### Exercise
Your answer must hold only the lines below from the line containing "the console failed." through the line containing "available for selection.", each reproduced exactly.

[Saved data entries]
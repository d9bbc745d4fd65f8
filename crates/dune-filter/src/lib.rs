//! Dune Request Filtering
//!
//! Network-request classification with integrated blocklist management.
//!
//! Flow:
//! 1. Request comes in with (url, host)
//! 2. Blocklist host lookup, then fixed indicator automaton, then the
//!    compiled pattern list, then aggressive-mode pixel heuristics
//! 3. First match wins; a block bumps the session counters and emits a
//!    notification for the host UI
//!
//! The blocklist bulk load runs on a background thread and publishes
//! atomically, so classification is always safe to call concurrently.

mod blocklist;
mod classifier;
mod config;
mod events;
mod patterns;
mod stats;

pub use blocklist::{BlocklistStore, BlocklistError, DEFAULT_HOST_LIST};
pub use classifier::{Decision, RequestFilter};
pub use config::FilterConfig;
pub use events::{EventSink, FilterEvent};
pub use patterns::{builtin_patterns, has_ad_indicator, PatternError, UrlPattern};
pub use stats::{BlockStats, StatsSnapshot};
//! Dune Page-Context Heuristics
//!
//! The overlay and cookie-banner logic runs inside the page, but the
//! decisions themselves are pure functions over a [`DomSnapshot`] so they
//! can be unit-tested without any browser engine. The injected scripts
//! are rendered from the same data ([`payload`]) that drives the pure
//! scans, keeping the two sides in agreement.

mod cookie;
mod overlay;
mod payload;
mod snapshot;

pub use cookie::{scan_cookie_banners, CookieScan};
pub use overlay::{scan_overlays, OverlayScan};
pub use payload::{
    cookie_script, nav_guard_script, overlay_script, ShieldPayload, COOKIE_MARKER_ATTR,
    OVERLAY_MARKER_ATTR,
};
pub use snapshot::{CssPosition, DomNode, DomSnapshot, NodeId, Rect, Viewport};
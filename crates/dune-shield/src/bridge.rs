//! Host boundary types.
//!
//! The rendering engine is an external collaborator reached through a
//! narrow interface: it forwards page events in, and exposes a single
//! evaluate-script entry point whose result arrives asynchronously.

use dune_guard::DialogKind;

/// Callback receiving a script's single string result, or `None` when the
/// evaluation produced nothing usable.
pub type ScriptCallback = Box<dyn FnOnce(Option<String>) + Send>;

/// Page-context script execution provided by the host engine.
///
/// `eval` must run the source in the page's script environment and invoke
/// the callback with the result once available. The call itself must not
/// block the event thread.
pub trait ScriptHost {
    fn eval(&self, script: String, callback: ScriptCallback);
}

/// Host page events, in the order the engine reports them.
#[derive(Debug, Clone)]
pub enum PageEvent {
    /// An outgoing resource request is about to be fetched.
    RequestStarted { url: String },
    /// A top-level navigation began.
    PageStarted { url: String },
    /// The page finished loading.
    PageFinished { url: String },
    /// A link/navigation is about to be followed.
    NavigationRequested { url: String },
    /// The page asked to show a modal dialog.
    DialogRequested {
        kind: DialogKind,
        url: String,
        message: String,
    },
}

/// What the host must do after reporting an event.
#[derive(Debug, Clone, PartialEq, Eq)]
pub enum PageDirective {
    /// Nothing to do; proceed normally.
    Continue,
    /// Serve an empty response body instead of fetching the resource.
    ServeEmptyResponse,
    /// Cancel the pending navigation.
    CancelNavigation,
    /// Abandon the pending navigation and load this URL instead.
    LoadInstead { url: String },
    /// Auto-dismiss the dialog as if cancelled.
    SuppressDialog,
}
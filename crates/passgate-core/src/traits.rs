//! Trait definitions for pluggable components.
//!
//! These traits define the interfaces for:
//! - Secret entry (terminal vs scripted)
//! - Key listing (gpg or a fixed key set)
//! - Clipboard access (system clipboard vs in-memory)
//!
//! The confirmation flows are written against these traits so they can be
//! driven without a terminal, a keyring or a display server in tests.

use std::future::Future;
use std::pin::Pin;

use secrecy::SecretString;

use crate::types::KeyInfo;

/// Error type for prompt operations.
#[derive(Debug, thiserror::Error)]
pub enum PromptError {
    /// Reading from or writing to the console failed.
    #[error("console I/O failed: {0}")]
    Io(#[from] std::io::Error),

    /// The input stream was closed before a line was read.
    #[error("unexpected end of input")]
    UnexpectedEof,

    /// The terminal state could not be read or changed.
    #[error("could not get state of terminal: {0}")]
    Terminal(#[source] std::io::Error),

    /// The answer to a yes/no question was neither yes nor no.
    #[error("unknown answer: {0}")]
    UnknownAnswer(String),

    /// The answer to a numeric question was not an integer.
    #[error("invalid number: {0}")]
    InvalidNumber(#[from] std::num::ParseIntError),

    /// No usable private key was available for selection.
    #[error("no usable private keys found")]
    NoUsableKeys,

    /// The key ring could not be queried.
    #[error(transparent)]
    KeyRing(#[from] KeyRingError),

    /// The blocking read task failed.
    #[error("prompt task failed: {0}")]
    Task(String),
}

impl PromptError {
    /// Whether this error came from an unparseable answer rather than from
    /// the console itself. Prompt loops re-ask on these and give up on the rest.
    pub fn is_validation(&self) -> bool {
        matches!(
            self,
            PromptError::UnknownAnswer(_) | PromptError::InvalidNumber(_)
        )
    }
}

/// Error type for key ring operations.
#[derive(Debug, thiserror::Error)]
pub enum KeyRingError {
    /// The key ring backend could not be started.
    #[error("failed to run key ring backend: {0}")]
    Io(#[from] std::io::Error),

    /// The backend ran but reported a failure.
    #[error("key listing failed: {0}")]
    Backend(String),
}

/// Error type for clipboard operations.
#[derive(Debug, thiserror::Error)]
pub enum ClipboardError {
    /// The system clipboard could not be opened or accessed.
    #[error("clipboard unavailable: {0}")]
    Unavailable(String),

    /// The path of the running executable could not be determined.
    #[error("failed to locate current executable: {0}")]
    CurrentExe(#[source] std::io::Error),

    /// The watcher process could not be started.
    #[error("failed to spawn clipboard watcher: {0}")]
    Spawn(#[source] std::io::Error),

    /// The watcher was started without a checksum to compare against.
    #[error("missing checksum, {0} is not set")]
    MissingChecksum(&'static str),
}

/// Trait for secret entry implementations.
///
/// This trait abstracts where a secret comes from, allowing:
/// - Terminal input with echo disabled (production)
/// - Scripted answers for tests and non-interactive use
///
/// # Example (Scripted Implementation)
///
/// ```ignore
/// struct Fixed(&'static str);
///
/// impl PasswordPrompt for Fixed {
///     fn prompt<'a>(&'a self, _text: &'a str) -> Pin<Box<...>> {
///         Box::pin(async move { Ok(SecretString::from(self.0)) })
///     }
/// }
/// ```
pub trait PasswordPrompt: Send + Sync {
    /// Ask for a secret once.
    ///
    /// `text` is the label shown to the operator, without trailing colon.
    ///
    /// # Errors
    ///
    /// Returns `PromptError::Terminal` if the terminal cannot be prepared.
    /// Returns `PromptError::Io` if reading the secret fails.
    fn prompt<'a>(
        &'a self,
        text: &'a str,
    ) -> Pin<Box<dyn Future<Output = Result<SecretString, PromptError>> + Send + 'a>>;
}

/// Trait for key listing backends.
///
/// Implementations must return an empty list, not an error, when a lookup
/// simply finds nothing.
pub trait KeyRing {
    /// List public keys matching `id` (fingerprint, key ID or user ID).
    fn list_public_keys(&self, id: &str) -> Result<Vec<KeyInfo>, KeyRingError>;

    /// List all private keys.
    fn list_private_keys(&self) -> Result<Vec<KeyInfo>, KeyRingError>;
}

/// Trait for clipboard access.
pub trait Clipboard {
    /// Current text contents, or `None` if the clipboard holds no text.
    fn get_contents(&mut self) -> Result<Option<String>, ClipboardError>;

    /// Replace the clipboard contents.
    fn set_contents(&mut self, text: &str) -> Result<(), ClipboardError>;

    /// Empty the clipboard.
    fn clear(&mut self) -> Result<(), ClipboardError>;
}

#[cfg(test)]
mod tests {
    use super::*;

    #[test]
    fn prompt_error_display() {
        assert_eq!(
            PromptError::UnknownAnswer("maybe".to_string()).to_string(),
            "unknown answer: maybe"
        );
        assert_eq!(
            PromptError::UnexpectedEof.to_string(),
            "unexpected end of input"
        );
        assert_eq!(
            PromptError::NoUsableKeys.to_string(),
            "no usable private keys found"
        );
    }

    #[test]
    fn validation_errors_are_retryable() {
        let parse_err = "abc".parse::<i64>().unwrap_err();
        assert!(PromptError::InvalidNumber(parse_err).is_validation());
        assert!(PromptError::UnknownAnswer("x".to_string()).is_validation());
    }

    #[test]
    fn io_errors_are_not_retryable() {
        assert!(!PromptError::UnexpectedEof.is_validation());
        let io = std::io::Error::new(std::io::ErrorKind::BrokenPipe, "closed");
        assert!(!PromptError::Io(io).is_validation());
        assert!(!PromptError::NoUsableKeys.is_validation());
    }

    #[test]
    fn clipboard_error_display() {
        assert_eq!(
            ClipboardError::MissingChecksum("PASSGATE_UNCLIP_CHECKSUM").to_string(),
            "missing checksum, PASSGATE_UNCLIP_CHECKSUM is not set"
        );
    }
}
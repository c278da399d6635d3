//! Line-based console prompts.
//!
//! Every prompt writes `<text> [<default>]: ` and reads exactly one line.
//! Nothing here retries; loops live in [`crate::confirm`].

use std::fmt::Display;
use std::io::{self, BufRead, Write};

use tracing::trace;

use crate::traits::PromptError;

/// Hint shown when a yes/no question defaults to yes.
const DEFAULT_YES: &str = "Y/n";
/// Hint shown when a yes/no question defaults to no.
const DEFAULT_NO: &str = "y/N";

/// A console made of an input and an output stream.
///
/// Production code uses [`Console::stdio`]; tests feed a `Cursor` and
/// collect the output in a `Vec<u8>`.
pub struct Console<R, W> {
    input: R,
    output: W,
}

impl Console<io::StdinLock<'static>, io::Stdout> {
    /// Console bound to the process's standard input and output.
    pub fn stdio() -> Self {
        Self::new(io::stdin().lock(), io::stdout())
    }
}

impl<R: BufRead, W: Write> Console<R, W> {
    /// Create a console over the given streams.
    pub fn new(input: R, output: W) -> Self {
        Self { input, output }
    }

    /// Ask for a string once, using `default` if the answer is empty.
    ///
    /// # Errors
    ///
    /// Only I/O failures are returned: `PromptError::Io` if the streams
    /// fail and `PromptError::UnexpectedEof` if input is already closed.
    pub fn ask_for_string(&mut self, text: &str, default: &str) -> Result<String, PromptError> {
        write!(self.output, "{} [{}]: ", text, default)?;
        self.output.flush()?;

        let mut line = String::new();
        if self.input.read_line(&mut line)? == 0 {
            return Err(PromptError::UnexpectedEof);
        }

        let answer = line.trim();
        trace!(empty = answer.is_empty(), "Read answer");
        if answer.is_empty() {
            Ok(default.to_string())
        } else {
            Ok(answer.to_string())
        }
    }

    /// Ask a yes/no question exactly once.
    ///
    /// An empty answer selects `default`. Otherwise the first letter
    /// decides, case-insensitively; anything other than `y` or `n` is an
    /// error.
    pub fn ask_for_bool(&mut self, text: &str, default: bool) -> Result<bool, PromptError> {
        let choices = if default { DEFAULT_YES } else { DEFAULT_NO };

        let answer = self.ask_for_string(text, choices)?;
        match answer.as_str() {
            DEFAULT_YES => return Ok(true),
            DEFAULT_NO => return Ok(false),
            _ => {}
        }

        match answer.chars().next().map(|c| c.to_ascii_lowercase()) {
            Some('y') => Ok(true),
            Some('n') => Ok(false),
            _ => Err(PromptError::UnknownAnswer(answer)),
        }
    }

    /// Ask for an integer exactly once.
    ///
    /// An empty answer selects `default`; a non-numeric answer is an error
    /// and never falls back to the default.
    pub fn ask_for_int(&mut self, text: &str, default: i64) -> Result<i64, PromptError> {
        let answer = self.ask_for_string(text, &default.to_string())?;
        Ok(answer.parse::<i64>()?)
    }

    /// Write a full line of output.
    pub fn write_line(&mut self, line: impl Display) -> Result<(), PromptError> {
        writeln!(self.output, "{}", line)?;
        Ok(())
    }

    /// Flush pending output.
    pub fn flush(&mut self) -> Result<(), PromptError> {
        self.output.flush()?;
        Ok(())
    }

    /// Get the input stream (for testing).
    #[cfg(test)]
    pub(crate) fn input(&self) -> &R {
        &self.input
    }

    /// Get the output stream (for testing).
    #[cfg(test)]
    pub(crate) fn output(&self) -> &W {
        &self.output
    }
}

#[cfg(test)]
mod tests {
    use super::*;
    use std::io::Cursor;

    fn console(input: &str) -> Console<Cursor<Vec<u8>>, Vec<u8>> {
        Console::new(Cursor::new(input.as_bytes().to_vec()), Vec::new())
    }

    fn written(console: &Console<Cursor<Vec<u8>>, Vec<u8>>) -> String {
        String::from_utf8_lossy(console.output()).to_string()
    }

    #[test]
    fn string_prompt_format() {
        let mut c = console("value\n");
        c.ask_for_string("Name", "bob").unwrap();
        assert_eq!(written(&c), "Name [bob]: ");
    }

    #[test]
    fn string_empty_uses_default() {
        let mut c = console("\n");
        assert_eq!(c.ask_for_string("Name", "bob").unwrap(), "bob");
    }

    #[test]
    fn string_whitespace_only_uses_default() {
        let mut c = console("   \t \n");
        assert_eq!(c.ask_for_string("Name", "bob").unwrap(), "bob");
    }

    #[test]
    fn string_is_trimmed() {
        let mut c = console("  alice  \n");
        assert_eq!(c.ask_for_string("Name", "bob").unwrap(), "alice");
    }

    #[test]
    fn string_without_trailing_newline() {
        let mut c = console("alice");
        assert_eq!(c.ask_for_string("Name", "bob").unwrap(), "alice");
    }

    #[test]
    fn string_closed_input_is_error() {
        let mut c = console("");
        let result = c.ask_for_string("Name", "bob");
        assert!(matches!(result, Err(PromptError::UnexpectedEof)));
    }

    #[test]
    fn bool_hint_reflects_default() {
        let mut c = console("\n");
        c.ask_for_bool("Continue?", true).unwrap();
        assert_eq!(written(&c), "Continue? [Y/n]: ");

        let mut c = console("\n");
        c.ask_for_bool("Continue?", false).unwrap();
        assert_eq!(written(&c), "Continue? [y/N]: ");
    }

    #[test]
    fn bool_empty_returns_default() {
        assert!(console("\n").ask_for_bool("?", true).unwrap());
        assert!(!console("\n").ask_for_bool("?", false).unwrap());
    }

    #[test]
    fn bool_accepts_yes_and_no_any_case() {
        for (input, expected) in [
            ("y\n", true),
            ("Y\n", true),
            ("yes\n", true),
            ("YES\n", true),
            ("n\n", false),
            ("N\n", false),
            ("no\n", false),
            ("Nope\n", false),
        ] {
            assert_eq!(console(input).ask_for_bool("?", true).unwrap(), expected);
            assert_eq!(console(input).ask_for_bool("?", false).unwrap(), expected);
        }
    }

    #[test]
    fn bool_accepts_hint_strings() {
        assert!(console("Y/n\n").ask_for_bool("?", false).unwrap());
        assert!(!console("y/N\n").ask_for_bool("?", true).unwrap());
    }

    #[test]
    fn bool_rejects_other_answers() {
        let result = console("maybe\n").ask_for_bool("?", true);
        match result {
            Err(PromptError::UnknownAnswer(answer)) => assert_eq!(answer, "maybe"),
            other => panic!("expected unknown answer, got {:?}", other),
        }
    }

    #[test]
    fn bool_closed_input_is_io_error() {
        let result = console("").ask_for_bool("?", true);
        assert!(matches!(result, Err(PromptError::UnexpectedEof)));
    }

    #[test]
    fn int_parses_answer() {
        assert_eq!(console("42\n").ask_for_int("Count", 7).unwrap(), 42);
        assert_eq!(console("-3\n").ask_for_int("Count", 7).unwrap(), -3);
    }

    #[test]
    fn int_empty_returns_default() {
        let mut c = console("\n");
        assert_eq!(c.ask_for_int("Count", 7).unwrap(), 7);
        assert_eq!(written(&c), "Count [7]: ");
    }

    #[test]
    fn int_rejects_non_numeric() {
        let result = console("seven\n").ask_for_int("Count", 7);
        assert!(matches!(result, Err(PromptError::InvalidNumber(_))));
    }

    #[test]
    fn write_line_appends_newline() {
        let mut c = console("");
        c.write_line("hello").unwrap();
        assert_eq!(written(&c), "hello\n");
    }
}
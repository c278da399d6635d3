//! Mock password prompt for testing.
//!
//! This module provides a scripted implementation of [`PasswordPrompt`]
//! that can stand in for the terminal in tests and non-interactive runs.

use std::collections::VecDeque;
use std::future::Future;
use std::pin::Pin;
use std::sync::atomic::{AtomicUsize, Ordering};
use std::sync::{Arc, Mutex};

use secrecy::SecretString;

use crate::traits::{PasswordPrompt, PromptError};

/// A scripted password prompt.
///
/// Each call pops the next scripted answer. Once the script is exhausted
/// every call fails with `PromptError::UnexpectedEof`, the same way a
/// closed terminal would.
///
/// # Example
///
/// ```
/// use passgate_core::prompt::MockPasswordPrompt;
///
/// // Two matching entries
/// let mock = MockPasswordPrompt::with_responses(["secret", "secret"]);
///
/// // A prompt that fails on first use
/// let broken = MockPasswordPrompt::closed();
/// ```
pub struct MockPasswordPrompt {
    /// Remaining answers.
    responses: Mutex<VecDeque<String>>,
    /// Labels the prompt was called with, in order.
    prompts: Mutex<Vec<String>>,
    /// Number of times prompt was called.
    call_count: Arc<AtomicUsize>,
}

impl MockPasswordPrompt {
    /// Create a mock that answers with the given secrets in order.
    pub fn with_responses<I, S>(responses: I) -> Self
    where
        I: IntoIterator<Item = S>,
        S: Into<String>,
    {
        Self {
            responses: Mutex::new(responses.into_iter().map(Into::into).collect()),
            prompts: Mutex::new(Vec::new()),
            call_count: Arc::new(AtomicUsize::new(0)),
        }
    }

    /// Create a mock whose input is already closed.
    pub fn closed() -> Self {
        Self::with_responses(Vec::<String>::new())
    }

    /// Get the number of times prompt was called.
    pub fn call_count(&self) -> usize {
        self.call_count.load(Ordering::SeqCst)
    }

    /// Get a clone of the call counter for external tracking.
    pub fn call_counter(&self) -> Arc<AtomicUsize> {
        Arc::clone(&self.call_count)
    }

    /// Labels seen so far.
    pub fn prompts(&self) -> Vec<String> {
        self.prompts
            .lock()
            .map(|p| p.clone())
            .unwrap_or_default()
    }
}

impl Default for MockPasswordPrompt {
    fn default() -> Self {
        Self::with_responses(["mock-password"])
    }
}

impl PasswordPrompt for MockPasswordPrompt {
    fn prompt<'a>(
        &'a self,
        text: &'a str,
    ) -> Pin<Box<dyn Future<Output = Result<SecretString, PromptError>> + Send + 'a>> {
        self.call_count.fetch_add(1, Ordering::SeqCst);

        if let Ok(mut prompts) = self.prompts.lock() {
            prompts.push(text.to_string());
        }
        let next = self
            .responses
            .lock()
            .ok()
            .and_then(|mut responses| responses.pop_front());

        Box::pin(async move { next.map(SecretString::from).ok_or(PromptError::UnexpectedEof) })
    }
}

### Task answer
    /// Reading from or writing to the console failed.
    #[error("console I/O failed: {0}")]
    Io(#[from] std::io::Error),

    /// The input stream was closed before a line was read.
    #[error("unexpected end of input")]
    UnexpectedEof,

    /// The terminal state could not be read or changed.
    #[error("could not get state of terminal: {0}")]
    Terminal(#[source] std::io::Error),

    /// The answer to a yes/no question was neither yes nor no.
    #[error("unknown answer: {0}")]
    UnknownAnswer(String),

    /// The answer to a numeric question was not an integer.
    #[error("invalid number: {0}")]
    InvalidNumber(#[from] std::num::ParseIntError),

    /// No usable private key was available for selection.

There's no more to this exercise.